Residential real estate continues to underpin Australia's wealth, estimated at a total value of $11.1 trillion.
Residential real estate continues to underpin Australia's wealth, estimated at a total value of $11.1 trillion - significantly higher than the combined value of Australian superannuation funds ($4.1 trillion) and the Australian stock exchange ($3.3 trillion).
However, the housing market has underperformed throughout 2024, according to CoreLogic's Housing Chart Pack for January.
CoreLogic Economist Kaytlin Ezzy said that when accounting for capital gains and dividend income, the Australian equity market outstripped property in 2024, with equities up 11.4% over the year, compared to 8.3% growth for property.
"Despite uncertainty in the global and domestic economic outlook and the cost-of living crisis, the ASX reached a series of new record highs in 2024, buoyed by moderating inflation, coasting economic conditions and a strong outing from the banking sector."
By comparison, the total return from the housing sector, which considers both value growth and rental income, underperformed.
"Despite showing some resilience in the first half of the year, the accumulation of stock, and the higher for longer interest rate environment has seen the change in dwelling values slow, and, in some cities, shift into negative territory."
"Similarly, the normalisation in net overseas migration and the increase in the average household size has seen rental growth continue to ease over the year. "
She said these factors saw housing offer a total return of 8.3% over the 2024 calendar year, down from the 13.5% total return seen last year and approximately three percentage points below Australia's equity market.
Investing is a long-term game
Housing has outperformed equities in six of the past ten years and, cumulatively, has delivered total returns of 132.6% compared to 126.4% over the past decade.
"Whether it's housing or equities, it's normal to see some market volatility and both booms and busts are part of the usual asset pricing cycle.

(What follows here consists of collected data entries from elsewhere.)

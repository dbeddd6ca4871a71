//! The two classifier families behind one closed type

pub mod neural;
pub mod svm;

pub use self::neural::{Network, NeuralNetworkClassifier};
pub use self::svm::{EnsembleMember, SvmClassifier};

use crate::config::ClassifierConfig;
use crate::core::{Classifier, FeatureVector, PredictionResult, Result, TrainContext};
use serde::{Deserialize, Serialize};

/// A classifier of either family, persisted with a `kind` tag
#[derive(Debug, Clone, PartialEq, Serialize, Deserialize)]
#[serde(tag = "kind", rename_all = "snake_case")]
pub enum ClassifierModel {
    NeuralNetwork(NeuralNetworkClassifier),
    SupportVectorMachine(SvmClassifier),
}

impl ClassifierModel {
    /// Untrained classifier for `number_of_classes` categories
    pub fn from_config(config: &ClassifierConfig, number_of_classes: usize) -> Self {
        match config {
            ClassifierConfig::NeuralNetwork(nn) => ClassifierModel::NeuralNetwork(
                NeuralNetworkClassifier::new(nn.clone(), number_of_classes),
            ),
            ClassifierConfig::SupportVectorMachine(svm) => ClassifierModel::SupportVectorMachine(
                SvmClassifier::new(svm.clone(), number_of_classes),
            ),
        }
    }

    pub fn kind(&self) -> &'static str {
        match self {
            ClassifierModel::NeuralNetwork(_) => "neural network",
            ClassifierModel::SupportVectorMachine(_) => "support vector machine",
        }
    }

    fn inner(&self) -> &dyn Classifier {
        match self {
            ClassifierModel::NeuralNetwork(nn) => nn,
            ClassifierModel::SupportVectorMachine(svm) => svm,
        }
    }

    fn inner_mut(&mut self) -> &mut dyn Classifier {
        match self {
            ClassifierModel::NeuralNetwork(nn) => nn,
            ClassifierModel::SupportVectorMachine(svm) => svm,
        }
    }
}

impl Classifier for ClassifierModel {
    fn train(
        &mut self,
        inputs: &[FeatureVector],
        codes: &[usize],
        ctx: &mut TrainContext<'_>,
    ) -> Result<()> {
        self.inner_mut().train(inputs, codes, ctx)
    }

    fn predict(&self, input: &[f64]) -> Result<PredictionResult> {
        self.inner().predict(input)
    }

    fn predict_batch(&self, inputs: &[FeatureVector]) -> Result<Vec<PredictionResult>> {
        self.inner().predict_batch(inputs)
    }

    fn number_of_classes(&self) -> usize {
        self.inner().number_of_classes()
    }

    fn is_trained(&self) -> bool {
        self.inner().is_trained()
    }

    fn is_calibrated(&self) -> bool {
        self.inner().is_calibrated()
    }
}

Regardless of asset type, time on the market has beat timing the market."
Median days on market trends higher
The Housing Chart Pack also found that after holding relatively steady around 28 days through much of 2024, the median time on market trended higher in the December quarter, at 33 days.
"Given current conditions are skewing in favour of buyers, it's unsurprising to see it take a little longer to secure a sale as buyers take their time assessing their options," Ms Ezzy commented.
Adelaide was the only capital to record a dip in the median days on market compared to last year, falling from 29 days in the December quarter of 2023, to 28 days in Q4 2024.
Darwin and Canberra saw median selling times hold steady at 57 days and 44 days, respectively, while all other cities recorded an increase in median selling time compared to a year ago.
Vendor discount rate improves marginally
Although selling conditions are deteriorating for vendors, with stock levels accumulating and selling time increasing, the median vendor discount rate tightened slightly in 2024, from -3.8% in the final quarter of 2023, to -3.6% in the three months to December 2024.
"Although subtle, this suggests that sellers have been relatively realistic and are more willing to meet the market when setting initial listing prices."
"However, if stock continues to accumulate and values trend further downward, the gap could widen and vendors may have to offer larger discounts in order to secure a sale."
Rental growth continues to decelerate
The national rental index increased by 4.8% in the year to December, a notable decrease from the 8.1% rise observed in 2023 and the 9.5% growth recorded in 2022.
Ms Ezzy said this could be attributed to the ongoing normalisation of net overseas migration and the recent increase in average household size, both of which have helped to ease rental demand.
"With around 70% of overseas migrants renting when they first arrive, the continued easing in the net overseas migration trend towards pre-covid levels have helped alleviate the upward pressure on rents.
Additionally, with rental affordability near record highs, more potential renters may be delaying leaving the family home or are looking to form larger share houses as a way of distributing the additional rental burden."
"Outside of the usual seasonal uptick through Q1, we would expect to see growth in rents continue to lose momentum in 2025."